Ruth Leger Sivard | |
---|---|
Born | Ruth Lucille Leger November 25, 1915 Elmhurst, New York, U.S. |
Died | August 21, 2015 99) Washington, D.C., U.S. | (aged
Occupation | Economist |
Spouse | Robert Sivard |
Website | www |
Ruth Lucille Leger was born in Elmhurst, Queens, to George and Susan (née Zieten) Leger on November 25, 1915. She attended Flushing High School, then earned a sociology degree from Smith College in 1937. Sivard obtained a master's degree in economics at New York University.[1]
Sivard worked with several federal agencies and non-governmental organizations before joining the Arms Control and Disarmament Agency (ACDA) in 1961. She became the leader of ACDA's economic department three years later and began comparing military budgets to social statistics and other budgets in annual reports, including information on social indicators like infant mortality. Melvin Laird, Secretary of Defense, derided the reports as "misleading" and the agency was ordered by the Nixon administration to cease publishing the analyses in 1970.[1]

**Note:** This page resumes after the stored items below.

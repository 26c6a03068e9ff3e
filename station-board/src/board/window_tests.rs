//! Unit tests for the schedule window engine.

use super::*;
use crate::domain::{RowType, Station, StationCode, TimetableRow, Train};
use crate::stations::StationDirectory;
use chrono::{DateTime, Duration, FixedOffset, TimeZone, Utc};

fn code(s: &str) -> StationCode {
    StationCode::parse(s).unwrap()
}

fn at(h: u32, m: u32) -> DateTime<Utc> {
    Utc.with_ymd_and_hms(2024, 5, 10, h, m, 0).unwrap()
}

/// 10:00 UTC, expressed in UTC.
fn now() -> DateTime<FixedOffset> {
    at(10, 0).fixed_offset()
}

fn arr(station: &str, h: u32, m: u32) -> TimetableRow {
    TimetableRow::new(code(station), RowType::Arrival, at(h, m))
}

fn dep(station: &str, h: u32, m: u32) -> TimetableRow {
    TimetableRow::new(code(station), RowType::Departure, at(h, m))
}

fn directory() -> StationDirectory {
    StationDirectory::new(vec![
        Station::new("Helsinki asema", code("HKI")),
        Station::new("Pasila asema", code("PSL")),
        Station::new("Tampere asema", code("TPE")),
    ])
}

fn numbers(board: &Board) -> Vec<u32> {
    board.entries.iter().map(|e| e.train_number).collect()
}

#[test]
fn scenario_past_and_upcoming() {
    let a = Train::new(
        1,
        "IC",
        vec![dep("HKI", 9, 20), arr("PSL", 9, 25), dep("PSL", 9, 30).with_difference(5), arr("TPE", 11, 0)],
    );
    let b = Train::new(
        2,
        "IC",
        vec![dep("PSL", 11, 0).with_difference(0), arr("TPE", 12, 30)],
    );

    let board = compute_window(now(), "PSL", &[b, a], &directory()).unwrap();

    assert_eq!(board.window.start, at(8, 0));
    assert_eq!(board.window.end, at(12, 0));
    assert_eq!(numbers(&board), vec![1, 2]);

    let a = &board.entries[0];
    assert!(a.is_past);
    assert_eq!(a.delay_minutes, 5);
    assert_eq!(a.delay_status, DelayStatus::Delayed);
    assert_eq!(a.departure.as_deref(), Some("09:30"));
    assert_eq!(a.arrival.as_deref(), Some("09:25"));

    let b = &board.entries[1];
    assert!(!b.is_past);
    assert_eq!(b.delay_minutes, 0);
    assert_eq!(b.delay_status, DelayStatus::OnTime);
    assert_eq!(b.arrival_display(), NO_TIME);
    assert_eq!(b.departure_display(), "11:00");
}

#[test]
fn arrival_only_train_uses_arrival_as_reference() {
    let c = Train::new(3, "S", vec![dep("TPE", 7, 30), arr("HKI", 9, 0)]);

    let board = compute_window(now(), "HKI", &[c], &directory()).unwrap();

    assert_eq!(board.entries.len(), 1);
    let entry = &board.entries[0];
    assert!(entry.is_past);
    assert_eq!(entry.reference_time, Some(at(9, 0).fixed_offset()));
    assert_eq!(entry.departure, None);
}

#[test]
fn empty_train_list_gives_empty_board() {
    let board = compute_window(now(), "HKI", &[], &directory()).unwrap();
    assert!(board.is_empty());
    assert!(!board.has_past());
    assert_eq!(board.upcoming().count(), 0);
}

#[test]
fn unknown_destination_uses_raw_code() {
    let train = Train::new(4, "P", vec![dep("HKI", 10, 30), arr("XYZ", 11, 45)]);

    let board = compute_window(now(), "HKI", &[train], &directory()).unwrap();

    assert_eq!(board.entries[0].destination_code, "XYZ");
    assert_eq!(board.entries[0].destination_name, "XYZ");
}

#[test]
fn known_destination_uses_station_name() {
    let train = Train::new(5, "IC", vec![dep("HKI", 10, 30), arr("PSL", 10, 35), arr("TPE", 12, 15)]);

    let board = compute_window(now(), "HKI", &[train], &directory()).unwrap();

    // The last row wins, not the first later stop
    assert_eq!(board.entries[0].destination_name, "Tampere asema");
}

#[test]
fn empty_station_code_is_error() {
    let result = compute_window(now(), "", &[], &directory());
    assert!(matches!(result, Err(BoardError::InvalidStationCode(_))));
}

#[test]
fn whitespace_station_code_is_error() {
    let result = compute_window(now(), "   ", &[], &directory());
    assert!(matches!(result, Err(BoardError::InvalidStationCode(_))));
}

#[test]
fn lowercase_station_code_matches_nothing() {
    let train = Train::new(7, "IC", vec![dep("HKI", 10, 30), arr("TPE", 12, 0)]);

    let board = compute_window(now(), "hki", &[train.clone()], &directory()).unwrap();
    assert!(board.is_empty());
    assert_eq!(board.station.as_str(), "hki");

    let board = compute_window(now(), "HKI", &[train], &directory()).unwrap();
    assert_eq!(numbers(&board), vec![7]);
}

#[test]
fn unknown_station_code_is_not_an_error() {
    let board = compute_window(now(), "NOPE", &[], &directory()).unwrap();
    assert!(board.is_empty());
    assert_eq!(board.station.as_str(), "NOPE");
}

#[test]
fn window_bounds_are_inclusive() {
    let trains = vec![
        Train::new(10, "IC", vec![dep("HKI", 7, 59), arr("TPE", 9, 40)]),
        Train::new(11, "IC", vec![dep("HKI", 8, 0), arr("TPE", 9, 41)]),
        Train::new(12, "IC", vec![dep("HKI", 12, 0), arr("TPE", 13, 40)]),
        Train::new(13, "IC", vec![dep("HKI", 12, 1), arr("TPE", 13, 41)]),
    ];

    let board = compute_window(now(), "HKI", &trains, &directory()).unwrap();
    assert_eq!(numbers(&board), vec![11, 12]);
}

#[test]
fn rows_at_other_stations_do_not_qualify() {
    // Stops at PSL inside the window, but at HKI only long before it
    let train = Train::new(20, "IC", vec![dep("HKI", 6, 0), arr("PSL", 10, 0), arr("TPE", 11, 0)]);

    let board = compute_window(now(), "HKI", &[train], &directory()).unwrap();
    assert!(board.is_empty());
}

#[test]
fn any_row_in_window_qualifies_train() {
    // Arrives inside the window, departs after it; the departure is still the reference
    let train = Train::new(21, "IC", vec![arr("PSL", 11, 59), dep("PSL", 12, 5), arr("TPE", 13, 30)]);

    let board = compute_window(now(), "PSL", &[train], &directory()).unwrap();

    assert_eq!(board.entries.len(), 1);
    assert_eq!(board.entries[0].reference_time, Some(at(12, 5).fixed_offset()));
    assert!(!board.entries[0].is_past);
}

#[test]
fn sorting_prefers_departure_over_arrival() {
    let x = Train::new(30, "IC", vec![arr("PSL", 10, 10), dep("PSL", 10, 40), arr("TPE", 12, 0)]);
    let y = Train::new(31, "IC", vec![dep("PSL", 10, 20), arr("TPE", 11, 50)]);

    let board = compute_window(now(), "PSL", &[x, y], &directory()).unwrap();
    assert_eq!(numbers(&board), vec![31, 30]);
}

#[test]
fn equal_reference_times_keep_input_order() {
    let trains = vec![
        Train::new(40, "IC", vec![dep("HKI", 10, 30), arr("TPE", 12, 0)]),
        Train::new(41, "S", vec![dep("HKI", 10, 30), arr("TPE", 12, 5)]),
        Train::new(42, "P", vec![dep("HKI", 10, 15), arr("PSL", 10, 20)]),
    ];

    let board = compute_window(now(), "HKI", &trains, &directory()).unwrap();
    assert_eq!(numbers(&board), vec![42, 40, 41]);
}

#[test]
fn reference_equal_to_now_is_upcoming() {
    let train = Train::new(50, "IC", vec![dep("HKI", 10, 0), arr("TPE", 11, 40)]);

    let board = compute_window(now(), "HKI", &[train], &directory()).unwrap();
    assert!(!board.entries[0].is_past);
}

#[test]
fn departure_delay_preferred_over_arrival_delay() {
    let train = Train::new(
        60,
        "IC",
        vec![arr("PSL", 10, 10).with_difference(7), dep("PSL", 10, 12).with_difference(3), arr("TPE", 11, 40)],
    );

    let board = compute_window(now(), "PSL", &[train], &directory()).unwrap();
    assert_eq!(board.entries[0].delay_minutes, 3);
}

#[test]
fn arrival_delay_used_when_departure_has_none() {
    let train = Train::new(
        61,
        "IC",
        vec![arr("PSL", 10, 10).with_difference(7), dep("PSL", 10, 12), arr("TPE", 11, 40)],
    );

    let board = compute_window(now(), "PSL", &[train], &directory()).unwrap();
    assert_eq!(board.entries[0].delay_minutes, 7);
    assert_eq!(board.entries[0].delay_status, DelayStatus::Delayed);
}

#[test]
fn reported_zero_departure_delay_wins() {
    let train = Train::new(
        62,
        "IC",
        vec![arr("PSL", 10, 10).with_difference(4), dep("PSL", 10, 12).with_difference(0), arr("TPE", 11, 40)],
    );

    let board = compute_window(now(), "PSL", &[train], &directory()).unwrap();
    assert_eq!(board.entries[0].delay_minutes, 0);
    assert_eq!(board.entries[0].delay_status, DelayStatus::OnTime);
}

#[test]
fn early_running_is_on_time() {
    let train = Train::new(63, "IC", vec![dep("HKI", 10, 30).with_difference(-2), arr("TPE", 12, 0)]);

    let board = compute_window(now(), "HKI", &[train], &directory()).unwrap();
    assert_eq!(board.entries[0].delay_minutes, -2);
    assert_eq!(board.entries[0].delay_status, DelayStatus::OnTime);
    assert_eq!(board.entries[0].status_text(), "On time");
}

#[test]
fn missing_delay_is_zero() {
    let train = Train::new(64, "IC", vec![dep("HKI", 10, 30), arr("TPE", 12, 0)]);

    let board = compute_window(now(), "HKI", &[train], &directory()).unwrap();
    assert_eq!(board.entries[0].delay_minutes, 0);
}

#[test]
fn display_name_prefers_commuter_line() {
    let trains = vec![
        Train::new(8571, "HL", vec![dep("HKI", 10, 5), arr("PSL", 10, 10)]).with_commuter_line("P"),
        Train::new(27, "IC", vec![dep("HKI", 10, 6), arr("TPE", 11, 50)]),
    ];

    let board = compute_window(now(), "HKI", &trains, &directory()).unwrap();
    assert_eq!(board.entries[0].display_name, "P");
    assert_eq!(board.entries[1].display_name, "IC 27");
}

#[test]
fn times_are_formatted_in_offset_of_now() {
    let helsinki = FixedOffset::east_opt(3 * 3600).unwrap();
    let now = at(10, 0).with_timezone(&helsinki);
    let train = Train::new(70, "IC", vec![dep("HKI", 9, 30), arr("TPE", 11, 20)]);

    let board = compute_window(now, "HKI", &[train], &directory()).unwrap();

    assert_eq!(board.entries[0].departure.as_deref(), Some("12:30"));
    assert_eq!(board.window.start.format("%H:%M").to_string(), "11:00");
    assert_eq!(board.window.end.format("%H:%M").to_string(), "15:00");
}

#[test]
fn partitions_keep_chronological_order() {
    let trains = vec![
        Train::new(80, "IC", vec![dep("HKI", 11, 0), arr("TPE", 12, 40)]),
        Train::new(81, "IC", vec![dep("HKI", 8, 30), arr("TPE", 10, 10)]),
        Train::new(82, "IC", vec![dep("HKI", 10, 30), arr("TPE", 12, 10)]),
        Train::new(83, "IC", vec![dep("HKI", 9, 45), arr("TPE", 11, 25)]),
    ];

    let board = compute_window(now(), "HKI", &trains, &directory()).unwrap();

    assert_eq!(numbers(&board), vec![81, 83, 82, 80]);
    let past: Vec<u32> = board.past().map(|e| e.train_number).collect();
    let upcoming: Vec<u32> = board.upcoming().map(|e| e.train_number).collect();
    assert_eq!(past, vec![81, 83]);
    assert_eq!(upcoming, vec![82, 80]);
    assert!(board.has_past());
}

#[test]
fn platform_and_cancellation_pass_through() {
    let mut departure = dep("HKI", 10, 30);
    departure.track = Some("8".to_string());
    departure.cancelled = true;
    let train = Train::new(90, "IC", vec![departure, arr("TPE", 12, 0)]);

    let board = compute_window(now(), "HKI", &[train], &directory()).unwrap();

    assert_eq!(board.entries[0].platform.as_deref(), Some("8"));
    assert!(board.entries[0].is_cancelled);
    // Cancellation does not affect delay status
    assert_eq!(board.entries[0].delay_status, DelayStatus::OnTime);
}

mod proptests {
    use super::*;
    use proptest::prelude::*;

    /// (arrival offset, departure offset, delay) at HKI, minutes from now.
    type TrainCase = (Option<i64>, Option<i64>, Option<i32>);

    fn train_case() -> impl Strategy<Value = TrainCase> {
        (
            proptest::option::of(-300i64..300),
            proptest::option::of(-300i64..300),
            proptest::option::of(-10i32..30),
        )
    }

    fn build(cases: &[TrainCase]) -> Vec<Train> {
        let base = at(10, 0);
        cases
            .iter()
            .enumerate()
            .map(|(i, (arr_off, dep_off, delay))| {
                let mut rows = vec![TimetableRow::new(
                    code("TPE"),
                    RowType::Departure,
                    base - Duration::minutes(400),
                )];
                if let Some(off) = arr_off {
                    let mut row =
                        TimetableRow::new(code("HKI"), RowType::Arrival, base + Duration::minutes(*off));
                    row.difference_in_minutes = *delay;
                    rows.push(row);
                }
                if let Some(off) = dep_off {
                    let mut row =
                        TimetableRow::new(code("HKI"), RowType::Departure, base + Duration::minutes(*off));
                    row.difference_in_minutes = *delay;
                    rows.push(row);
                }
                rows.push(TimetableRow::new(
                    code("PSL"),
                    RowType::Arrival,
                    base + Duration::minutes(400),
                ));
                Train::new(i as u32, "IC", rows)
            })
            .collect()
    }

    fn in_window(off: &Option<i64>) -> bool {
        off.is_some_and(|m| (-120..=120).contains(&m))
    }

    proptest! {
        /// Exactly the trains with an HKI row inside the window appear
        #[test]
        fn inclusion_matches_window(cases in proptest::collection::vec(train_case(), 0..20)) {
            let trains = build(&cases);
            let board = compute_window(now(), "HKI", &trains, &directory()).unwrap();

            let mut expected: Vec<u32> = cases
                .iter()
                .enumerate()
                .filter(|(_, (a, d, _))| in_window(a) || in_window(d))
                .map(|(i, _)| i as u32)
                .collect();
            let mut actual = numbers(&board);
            expected.sort();
            actual.sort();
            prop_assert_eq!(actual, expected);
        }

        /// Entries never go backwards in time
        #[test]
        fn entries_are_sorted(cases in proptest::collection::vec(train_case(), 0..20)) {
            let trains = build(&cases);
            let board = compute_window(now(), "HKI", &trains, &directory()).unwrap();

            for pair in board.entries.windows(2) {
                prop_assert!(pair[0].reference_time <= pair[1].reference_time);
            }
        }

        /// Past iff the reference time is strictly before now
        #[test]
        fn past_classification(cases in proptest::collection::vec(train_case(), 0..20)) {
            let trains = build(&cases);
            let now = now();
            let board = compute_window(now, "HKI", &trains, &directory()).unwrap();

            for entry in &board.entries {
                let expected = entry.reference_time.is_some_and(|r| r < now);
                prop_assert_eq!(entry.is_past, expected);
            }
        }

        /// Delayed iff the resolved delay is strictly positive
        #[test]
        fn delay_status_rule(cases in proptest::collection::vec(train_case(), 0..20)) {
            let trains = build(&cases);
            let board = compute_window(now(), "HKI", &trains, &directory()).unwrap();

            for entry in &board.entries {
                prop_assert_eq!(
                    entry.delay_status == DelayStatus::Delayed,
                    entry.delay_minutes > 0
                );
            }
        }
    }
}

Sivard left ACDA in 1971, and founded her own non-profit group, World Priorities. The organization, backed by the Carnegie Corporation, Ford Foundation, and Rockefeller Foundation, among others, published sixteen editions of World Military and Social Expenditures from 1974 to 1996.[1][2] The government published its own annual report, World Military Expenditures and Arms Transfers, which did not make the comparison to social spending. Sivard reported in 1986 that the White House was one of the best customers for her report.[3]
This set of work continued to focus on the steady increase in defense spending in spite of other, more serious problems also needing attention, such as worldwide poverty, famine, illiteracy, and unemployment.[2]
She was married to high school classmate Robert Sivard (1914–1990),[4] the former art director of the United States Information Agency, with whom she had two children. She died of dementia in Washington, D.C., on August 21, 2015, aged 99.[1]